Zepf puts this to the test by literally opening up cell phones and disk drives and weighing the neodymium content. He then uses projections for total neodymium demand in these products by using recent sales data for these goods. For products that he cannot practically analyze himself given the resources available to him (e.g. electric cars and wind turbines) he reluctantly relies on the data provided by the companies that produce these items.
The results are somewhat surprising. Even though Zepf would be the first to admit that the data he presents is incomplete the aforementioned sources of neodymium demand don't even come close to comprising most of the world's neodymium demand. Even if he projects past growth rates into the future the same can be said in 2020, as the following table illustrates.
Thus not only is the generally accepted data regarding REE supply and demand questionable, but there is reason to believe that the commonly accepted and preached narrative regarding REE demand sources is dead wrong.
What Does This Mean for the Investment Thesis?
The fact is we simply have very little information regarding the demand sources for REEs. Zepf picked neodymium thinking that this was the least opaque of the 17 REEs, and it turns out that his data was inconclusive--where is the other 80% of demand coming from?
The clearest answer to this is national defense. Of course this is also going to be an area of demand that global governments--the Chinese and American governments in particular--are not going to shed any light on.
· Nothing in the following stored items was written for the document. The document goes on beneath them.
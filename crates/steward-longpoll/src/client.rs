//! LongPollClient — subscriber loop dispatching per-key callbacks.
//!
//! The client remembers the last snapshot id it delivered for every key
//! and sends those ids on each poll, so a callback fires once per observed
//! change. Updates older than what was already delivered are dropped.

use std::collections::HashMap;
use std::future::Future;
use std::time::Duration;

use tokio::sync::watch;
use tracing::{debug, info, warn};

use steward_state::{SnapshotId, UNSEEN_SNAPSHOT_ID, UpdatedObject};

use crate::host::{LongPollHost, PollOutcome};

/// Delay before retrying after a failed poll.
const RETRY_BACKOFF: Duration = Duration::from_secs(1);

#[derive(Debug, thiserror::Error)]
pub enum LongPollError {
    #[error("long poll transport error: {0}")]
    Transport(String),
    #[error("malformed long poll response: {0}")]
    Protocol(String),
}

/// Anything that can answer a long-poll request.
pub trait LongPollSource: Send + Sync {
    fn poll(
        &self,
        watched: HashMap<String, SnapshotId>,
        timeout: Duration,
    ) -> impl Future<Output = Result<PollOutcome, LongPollError>> + Send;
}

impl LongPollSource for LongPollHost {
    async fn poll(
        &self,
        watched: HashMap<String, SnapshotId>,
        timeout: Duration,
    ) -> Result<PollOutcome, LongPollError> {
        Ok(LongPollHost::poll(self, watched, timeout).await)
    }
}

/// Invoked with the new value of a subscribed key.
pub type UpdateCallback = Box<dyn Fn(&UpdatedObject) + Send + Sync>;

pub struct LongPollClient<S> {
    source: S,
    poll_timeout: Duration,
    callbacks: HashMap<String, UpdateCallback>,
    snapshot_ids: HashMap<String, SnapshotId>,
}

impl<S: LongPollSource> LongPollClient<S> {
    pub fn new(source: S, poll_timeout: Duration) -> Self {
        Self {
            source,
            poll_timeout,
            callbacks: HashMap::new(),
            snapshot_ids: HashMap::new(),
        }
    }

    /// Subscribe to `key`, replacing any previous callback for it.
    pub fn on_update(mut self, key: impl Into<String>, callback: UpdateCallback) -> Self {
        let key = key.into();
        self.snapshot_ids.insert(key.clone(), UNSEEN_SNAPSHOT_ID);
        self.callbacks.insert(key, callback);
        self
    }

    /// Last snapshot id delivered for `key`.
    pub fn snapshot_id(&self, key: &str) -> SnapshotId {
        self.snapshot_ids
            .get(key)
            .copied()
            .unwrap_or(UNSEEN_SNAPSHOT_ID)
    }

    /// Issue one poll and dispatch its updates. Returns the number of
    /// callbacks invoked; zero on timeout.
    pub async fn poll_once(&mut self) -> Result<usize, LongPollError> {
        let outcome = self
            .source
            .poll(self.snapshot_ids.clone(), self.poll_timeout)
            .await?;

        let PollOutcome::Updated(updated) = outcome else {
            return Ok(0);
        };

        let mut delivered = 0;
        for (key, object) in updated {
            let Some(callback) = self.callbacks.get(&key) else {
                debug!(%key, "ignoring update for unsubscribed key");
                continue;
            };
            let last = self.snapshot_id(&key);
            if object.snapshot_id <= last {
                debug!(%key, snapshot_id = object.snapshot_id, last, "ignoring stale update");
                continue;
            }
            callback(&object);
            self.snapshot_ids.insert(key, object.snapshot_id);
            delivered += 1;
        }
        Ok(delivered)
    }

    /// Poll until `shutdown` flips.
    pub async fn run(mut self, mut shutdown: watch::Receiver<bool>) {
        info!(keys = self.callbacks.len(), "long poll client started");

        loop {
            tokio::select! {
                result = self.poll_once() => {
                    if let Err(e) = result {
                        warn!(error = %e, "long poll failed; retrying");
                        tokio::select! {
                            _ = tokio::time::sleep(RETRY_BACKOFF) => {}
                            _ = shutdown.changed() => break,
                        }
                    }
                }
                _ = shutdown.changed() => break,
            }
        }

        info!("long poll client shutting down");
    }
}

#[cfg(test)]
mod tests {
    use super::*;
    use std::sync::atomic::{AtomicUsize, Ordering};
    use std::sync::{Arc, Mutex};

    use bytes::Bytes;
    use steward_state::VersionedKeyStore;

    fn recorder() -> (Arc<Mutex<Vec<Bytes>>>, UpdateCallback) {
        let seen = Arc::new(Mutex::new(Vec::new()));
        let sink = seen.clone();
        let callback: UpdateCallback = Box::new(move |object: &UpdatedObject| {
            sink.lock().unwrap().push(object.object_snapshot.clone());
        });
        (seen, callback)
    }

    #[tokio::test(start_paused = true)]
    async fn delivers_initial_value_then_changes() {
        let store = VersionedKeyStore::new();
        let host = LongPollHost::new(store.clone());
        store.put("endpoints", "v1").unwrap();

        let (seen, callback) = recorder();
        let mut client = LongPollClient::new(host, Duration::from_secs(5))
            .on_update("endpoints", callback);

        assert_eq!(client.poll_once().await.unwrap(), 1);
        assert_eq!(client.snapshot_id("endpoints"), store.snapshot_id("endpoints").unwrap());

        // Nothing new: the poll times out without invoking callbacks.
        assert_eq!(client.poll_once().await.unwrap(), 0);

        store.put("endpoints", "v2").unwrap();
        assert_eq!(client.poll_once().await.unwrap(), 1);
        assert_eq!(
            seen.lock().unwrap().as_slice(),
            &[Bytes::from("v1"), Bytes::from("v2")]
        );
    }

    struct FailingSource {
        calls: Arc<AtomicUsize>,
    }

    impl LongPollSource for FailingSource {
        async fn poll(
            &self,
            _watched: HashMap<String, SnapshotId>,
            _timeout: Duration,
        ) -> Result<PollOutcome, LongPollError> {
            self.calls.fetch_add(1, Ordering::SeqCst);
            Err(LongPollError::Transport("connection refused".to_string()))
        }
    }

    #[tokio::test(start_paused = true)]
    async fn run_retries_and_stops_on_shutdown() {
        let calls = Arc::new(AtomicUsize::new(0));
        let (_, callback) = recorder();
        let client = LongPollClient::new(
            FailingSource {
                calls: calls.clone(),
            },
            Duration::from_secs(5),
        )
        .on_update("endpoints", callback);

        let (shutdown_tx, shutdown_rx) = watch::channel(false);
        let task = tokio::spawn(client.run(shutdown_rx));

        tokio::time::sleep(RETRY_BACKOFF * 3 + Duration::from_millis(500)).await;
        assert!(calls.load(Ordering::SeqCst) >= 3);

        shutdown_tx.send(true).unwrap();
        task.await.unwrap();
    }

    #[tokio::test(start_paused = true)]
    async fn run_dispatches_from_host() {
        let store = VersionedKeyStore::new();
        let host = LongPollHost::new(store.clone());

        let (seen, callback) = recorder();
        let client = LongPollClient::new(host.clone(), Duration::from_secs(30))
            .on_update("replicas:shop/ranker", callback);
        let (shutdown_tx, shutdown_rx) = watch::channel(false);
        let task = tokio::spawn(client.run(shutdown_rx));

        while host.num_waiters() == 0 {
            tokio::task::yield_now().await;
        }
        store.put("replicas:shop/ranker", "[]").unwrap();
        while seen.lock().unwrap().is_empty() {
            tokio::task::yield_now().await;
        }

        shutdown_tx.send(true).unwrap();
        task.await.unwrap();
        assert_eq!(host.num_waiters(), 0);
    }
}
We know, for instance, that the Chinese are stockpiling REEs. We have seen intermittent announcements to this effect, with the most recent coming just a couple of weeks ago. Bloomberg's report that China stockpiled 10,000 tonnes of REEs (nearly 5% of annual production) is peppered with the notion that the Chinese want to increase prices, but there is simply no rationale for this. The simple fact is that the Chinese need REEs. Similarly in the U. S. the DoD and the USGS have shown particular interest in Ucore's (OTCQX:UURAF) Bokan Project in Alaska.
Still, it is impossible to make a definitive investment case without concrete numbers, and ironically if the demand estimates coming from the Chinese and U.S. governments are bullish then it would be in their best interest not to reveal this fact in order to keep prices down.
Another point to make is that neodymium is just one REE. In a discussion with Anthony Marchese of Texas Rare Earth Resources (OTCQX:TRER) he told me that an increase in supply of some of the particularly rare REEs--erbium, terbium, ytterbium, holmium, lutetium...etc.--would lead to additional research by businesses looking to use these metals' unique properties. So one's bullishness on, say, holmium, is predicated on the metal's unique magnetic properties that one day will be exploited should there be a reliable holmium source.
The bottom line for investors is that there is an unparalleled opportunity in the REE space, but this opportunity you need to bet small because it is so unpredictable. If there is so little information regarding neodymium demand--with neodymium being the most "mainstream" REE --then the rest of the space, and the extremely rare heavy REEs in particular, must be approached with extreme caution. At the same time there is reason to assume that these metals will be essential to the future of modern industry, and the company's that wind up producing them in bulk could become the BHPs of the future.